Looking through November, the job market is rounding out 2024 in a cool – but still healthy – spot. Job growth has slowed, and the unemployment rate has risen, but the US avoided both a more significant slowdown in employment growth and a steeper rise in the unemployment rate that could have brought on a recession. Notwithstanding the enormous policy uncertainty in the coming year, economists generally predict a much calmer year in the labor market data ahead.
1. Monthly Employment Growth Slowed Throughout 2024
Although the monthly job gains in November returned to levels similar to those seen in January, the three month average of employment growth – which cuts through much of the noise in monthly data – tells the story of a labor market that has slowed considerably throughout the year. In January, the three month average stood at 243,000 jobs added per month, a pace that has fallen to 173,000 in November.

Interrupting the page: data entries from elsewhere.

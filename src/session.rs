//! Per-connection state shared by the reader thread and the UI.
//!
//! Every connect builds a fresh [`SessionContext`], so nothing latched or
//! timed in one session can leak into the next one.

use crate::error::{Error, Result};
use crate::serial::LineSource;
use crate::timer::LatencyTimer;
use crossbeam_channel::{unbounded, Receiver, Sender};
use std::sync::atomic::{AtomicBool, Ordering};
use std::sync::{Arc, Mutex, MutexGuard, PoisonError};
use std::thread::{self, JoinHandle};
use std::time::{Duration, Instant};
use tracing::{debug, info, warn};

#[derive(Debug, Clone, PartialEq, Eq)]
pub enum ReaderEvent {
    Line(String),
    Triggered,
    ReadFailed(String),
    Stopped,
}

#[derive(Debug)]
pub struct SessionContext {
    generation: u64,
    timer: Mutex<LatencyTimer>,
    closed: AtomicBool,
}

impl SessionContext {
    pub fn new(generation: u64) -> Self {
        Self {
            generation,
            timer: Mutex::new(LatencyTimer::new()),
            closed: AtomicBool::new(false),
        }
    }

    pub fn generation(&self) -> u64 {
        self.generation
    }

    /// Asks the reader to stop. Returns `false` if already closed.
    pub fn close(&self) -> bool {
        !self.closed.swap(true, Ordering::SeqCst)
    }

    pub fn is_closed(&self) -> bool {
        self.closed.load(Ordering::SeqCst)
    }

    // Timer updates are single assignments, a poisoned lock still holds a valid phase.
    fn timer(&self) -> MutexGuard<'_, LatencyTimer> {
        self.timer.lock().unwrap_or_else(PoisonError::into_inner)
    }

    /// Trigger check and latch under one lock.
    pub fn observe(&self, line: &str) -> bool {
        self.timer().observe(line, Instant::now())
    }

    pub fn pause(&self) -> Option<Duration> {
        self.timer().pause(Instant::now())
    }

    pub fn elapsed(&self) -> Option<Duration> {
        self.timer().elapsed(Instant::now())
    }

    pub fn is_timing(&self) -> bool {
        self.timer().is_timing()
    }

    pub fn is_latched(&self) -> bool {
        self.timer().is_latched()
    }

    pub fn reset(&self) {
        self.timer().reset();
    }

    fn should_read(&self) -> bool {
        !self.is_closed() && !self.is_latched()
    }
}

/// Reads lines until the session is closed, the trigger fires, the source
/// fails or nobody listens to `events` anymore.
pub fn read_loop<S: LineSource>(mut source: S, ctx: &SessionContext, events: &Sender<ReaderEvent>) {
    debug!(generation = ctx.generation(), "reader started");

    while ctx.should_read() {
        let line = match source.read_line() {
            Ok(Some(line)) => line,
            Ok(None) => continue,
            Err(e) => {
                warn!(generation = ctx.generation(), "read failed: {}", e);
                let _ = events.send(ReaderEvent::ReadFailed(e.to_string()));
                break;
            }
        };
        // closed while the read was blocked
        if ctx.is_closed() {
            break;
        }
        if events.send(ReaderEvent::Line(line.clone())).is_err() {
            break;
        }
        if ctx.observe(&line) {
            info!(generation = ctx.generation(), line = %line, "timing started");
            let _ = events.send(ReaderEvent::Triggered);
        }
    }

    source.close();
    let _ = events.send(ReaderEvent::Stopped);
    debug!(generation = ctx.generation(), "reader stopped");
}

/// UI-side owner of a running session. Dropping it closes the session
/// without waiting for the reader.
pub struct SessionHandle {
    ctx: Arc<SessionContext>,
    events: Receiver<ReaderEvent>,
    port: String,
    reader: Option<JoinHandle<()>>,
}

impl SessionHandle {
    pub fn spawn<S>(source: S, port: &str, generation: u64) -> Result<Self>
    where
        S: LineSource + 'static,
    {
        let ctx = Arc::new(SessionContext::new(generation));
        let (tx, rx) = unbounded();

        let reader_ctx = ctx.clone();
        let reader = thread::Builder::new()
            .name(format!("serial-reader-{generation}"))
            .spawn(move || read_loop(source, &reader_ctx, &tx))
            .map_err(Error::Read)?;

        Ok(Self {
            ctx,
            events: rx,
            port: port.to_string(),
            reader: Some(reader),
        })
    }

    pub fn context(&self) -> &SessionContext {
        &self.ctx
    }

    pub fn generation(&self) -> u64 {
        self.ctx.generation()
    }

    pub fn events(&self) -> Receiver<ReaderEvent> {
        self.events.clone()
    }

    pub fn port(&self) -> &str {
        &self.port
    }

    pub fn close(&self) {
        if self.ctx.close() {
            info!(port = %self.port, generation = self.generation(), "session closed");
        }
    }

    /// Closes the session and blocks until the reader has released the
    /// port, at most one read timeout.
    pub fn close_and_wait(&mut self) {
        self.close();
        if let Some(reader) = self.reader.take() {
            if reader.join().is_err() {
                warn!(port = %self.port, "reader thread panicked");
            }
        }
    }
}

impl Drop for SessionHandle {
    fn drop(&mut self) {
        self.close();
    }
}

The question for 2025 will be: what pace of job growth can the economy sustain without overheating? That answer depends in part on the rate of labor force growth (which has stalled since the pandemic) but looking historically, the US economy averaged 166,000 jobs added per month across 2019 without generating inflation – just slightly below where we are now.
2. Despite heightened uncertainty, the labor market ended up close to where Fed officials predicted in December 2023.
A second aspect of the labor market slowdown in 2024 was the gradual rise in the unemployment rate across the year, from 3.7% in January to 4.2% in November. The increase in the unemployment rate garnered much attention throughout the year, particularly after it triggered the Sahm Rule recession indicator in July. But, despite all the focus, the unemployment rate in November is about where Federal Reserve officials forecast it would be in their Summary of Economic Projections (SEP) from December of last year. Currently, the unemployment rate is averaging 4.15% in Q4 2024 (excluding December), compared to the median Fed projection last December of 4.1%. This means that, as early as last year, monetary policy officials believed such an increase in the unemployment rate was consistent with a gradually cooling – but not recessionary – economic environment.
A second major question looming in 2025 is how much further the unemployment rate will rise. If Federal Reserve projections from this December can serve as a guide for next year, the answer is “not much.” The median projection for the unemployment rate across Q4 2025 is 4.3%. Of course, that projection comes with the caveats that it assumes each participant’s “appropriate path” of monetary policy and is surrounded by a large degree of uncertainty with respect to policy outside of the Fed’s control, but it seems that Fed officials believe we are currently in a healthy long-run environment with the unemployment rate holding steady.